What the exercise asks:
Give back the full data character for character.

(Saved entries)
↓↓↓

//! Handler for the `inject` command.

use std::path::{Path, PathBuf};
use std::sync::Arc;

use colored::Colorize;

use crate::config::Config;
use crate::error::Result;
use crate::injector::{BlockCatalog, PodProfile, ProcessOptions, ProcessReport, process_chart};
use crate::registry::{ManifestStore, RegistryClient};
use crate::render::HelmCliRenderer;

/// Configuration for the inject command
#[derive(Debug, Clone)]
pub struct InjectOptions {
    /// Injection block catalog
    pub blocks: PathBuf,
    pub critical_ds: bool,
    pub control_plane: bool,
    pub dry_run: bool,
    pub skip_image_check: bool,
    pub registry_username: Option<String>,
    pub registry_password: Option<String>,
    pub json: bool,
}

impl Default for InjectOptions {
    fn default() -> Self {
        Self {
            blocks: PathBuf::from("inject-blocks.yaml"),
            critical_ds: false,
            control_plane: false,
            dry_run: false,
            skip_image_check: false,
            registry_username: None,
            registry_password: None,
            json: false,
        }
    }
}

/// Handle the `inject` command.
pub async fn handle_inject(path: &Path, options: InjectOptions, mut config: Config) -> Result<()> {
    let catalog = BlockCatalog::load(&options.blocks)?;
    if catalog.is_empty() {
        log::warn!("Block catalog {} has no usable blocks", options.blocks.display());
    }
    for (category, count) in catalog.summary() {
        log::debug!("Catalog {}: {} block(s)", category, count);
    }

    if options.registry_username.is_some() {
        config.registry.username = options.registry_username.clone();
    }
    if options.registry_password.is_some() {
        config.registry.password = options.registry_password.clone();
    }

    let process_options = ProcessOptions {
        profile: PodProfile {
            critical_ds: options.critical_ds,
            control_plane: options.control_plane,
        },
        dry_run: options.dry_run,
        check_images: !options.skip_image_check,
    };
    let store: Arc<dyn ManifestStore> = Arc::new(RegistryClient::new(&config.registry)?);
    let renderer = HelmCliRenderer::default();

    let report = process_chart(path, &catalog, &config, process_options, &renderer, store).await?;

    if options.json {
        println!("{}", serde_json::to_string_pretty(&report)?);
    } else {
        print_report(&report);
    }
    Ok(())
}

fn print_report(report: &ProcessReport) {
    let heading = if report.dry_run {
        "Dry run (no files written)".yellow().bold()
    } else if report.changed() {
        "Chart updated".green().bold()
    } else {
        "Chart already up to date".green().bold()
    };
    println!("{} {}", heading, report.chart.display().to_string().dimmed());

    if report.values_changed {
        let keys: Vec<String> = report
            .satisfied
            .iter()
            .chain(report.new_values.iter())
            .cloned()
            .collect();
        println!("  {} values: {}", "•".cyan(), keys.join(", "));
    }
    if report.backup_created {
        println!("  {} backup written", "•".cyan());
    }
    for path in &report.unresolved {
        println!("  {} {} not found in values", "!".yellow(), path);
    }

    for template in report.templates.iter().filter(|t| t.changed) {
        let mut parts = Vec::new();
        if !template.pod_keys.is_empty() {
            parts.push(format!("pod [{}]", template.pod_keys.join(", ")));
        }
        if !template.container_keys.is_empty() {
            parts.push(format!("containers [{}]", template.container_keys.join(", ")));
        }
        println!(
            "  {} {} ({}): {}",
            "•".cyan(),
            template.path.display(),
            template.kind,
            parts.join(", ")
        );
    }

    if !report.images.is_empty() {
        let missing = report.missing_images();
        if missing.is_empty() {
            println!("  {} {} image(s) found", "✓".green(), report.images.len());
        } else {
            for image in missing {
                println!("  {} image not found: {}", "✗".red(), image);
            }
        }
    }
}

↑↑↑

Result of the task:
//! Handler for the `inject` command.

use std::path::{Path, PathBuf};
use std::sync::Arc;

use colored::Colorize;

use crate::config::Config;
use crate::error::Result;
use crate::injector::{BlockCatalog, PodProfile, ProcessOptions, ProcessReport, process_chart};
use crate::registry::{ManifestStore, RegistryClient};
use crate::render::HelmCliRenderer;

/// Configuration for the inject command
#[derive(Debug, Clone)]
pub struct InjectOptions {
    /// Injection block catalog
    pub blocks: PathBuf,
    pub critical_ds: bool,
    pub control_plane: bool,
    pub dry_run: bool,
    pub skip_image_check: bool,
    pub registry_username: Option<String>,
    pub registry_password: Option<String>,
    pub json: bool,
}

impl Default for InjectOptions {
    fn default() -> Self {
        Self {
            blocks: PathBuf::from("inject-blocks.yaml"),
            critical_ds: false,
            control_plane: false,
            dry_run: false,
            skip_image_check: false,
            registry_username: None,
            registry_password: None,
            json: false,
        }
    }
}

/// Handle the `inject` command.
pub async fn handle_inject(path: &Path, options: InjectOptions, mut config: Config) -> Result<()> {
    let catalog = BlockCatalog::load(&options.blocks)?;
    if catalog.is_empty() {
        log::warn!("Block catalog {} has no usable blocks", options.blocks.display());
    }
    for (category, count) in catalog.summary() {
        log::debug!("Catalog {}: {} block(s)", category, count);
    }

    if options.registry_username.is_some() {
        config.registry.username = options.registry_username.clone();
    }
    if options.registry_password.is_some() {
        config.registry.password = options.registry_password.clone();
    }

    let process_options = ProcessOptions {
        profile: PodProfile {
            critical_ds: options.critical_ds,
            control_plane: options.control_plane,
        },
        dry_run: options.dry_run,
        check_images: !options.skip_image_check,
    };
    let store: Arc<dyn ManifestStore> = Arc::new(RegistryClient::new(&config.registry)?);
    let renderer = HelmCliRenderer::default();

    let report = process_chart(path, &catalog, &config, process_options, &renderer, store).await?;

    if options.json {
        println!("{}", serde_json::to_string_pretty(&report)?);
    } else {
        print_report(&report);
    }
    Ok(())
}

fn print_report(report: &ProcessReport) {
    let heading = if report.dry_run {
        "Dry run (no files written)".yellow().bold()
    } else if report.changed() {
        "Chart updated".green().bold()
    } else {
        "Chart already up to date".green().bold()
    };
    println!("{} {}", heading, report.chart.display().to_string().dimmed());

    if report.values_changed {
        let keys: Vec<String> = report
            .satisfied
            .iter()
            .chain(report.new_values.iter())
            .cloned()
            .collect();
        println!("  {} values: {}", "•".cyan(), keys.join(", "));
    }
    if report.backup_created {
        println!("  {} backup written", "•".cyan());
    }
    for path in &report.unresolved {
        println!("  {} {} not found in values", "!".yellow(), path);
    }

    for template in report.templates.iter().filter(|t| t.changed) {
        let mut parts = Vec::new();
        if !template.pod_keys.is_empty() {
            parts.push(format!("pod [{}]", template.pod_keys.join(", ")));
        }
        if !template.container_keys.is_empty() {
            parts.push(format!("containers [{}]", template.container_keys.join(", ")));
        }
        println!(
            "  {} {} ({}): {}",
            "•".cyan(),
            template.path.display(),
            template.kind,
            parts.join(", ")
        );
    }

    if !report.images.is_empty() {
        let missing = report.missing_images();
        if missing.is_empty() {
            println!("  {} {} image(s) found", "✓".green(), report.images.len());
        } else {
            for image in missing {
                println!("  {} image not found: {}", "✗".red(), image);
            }
        }
    }
}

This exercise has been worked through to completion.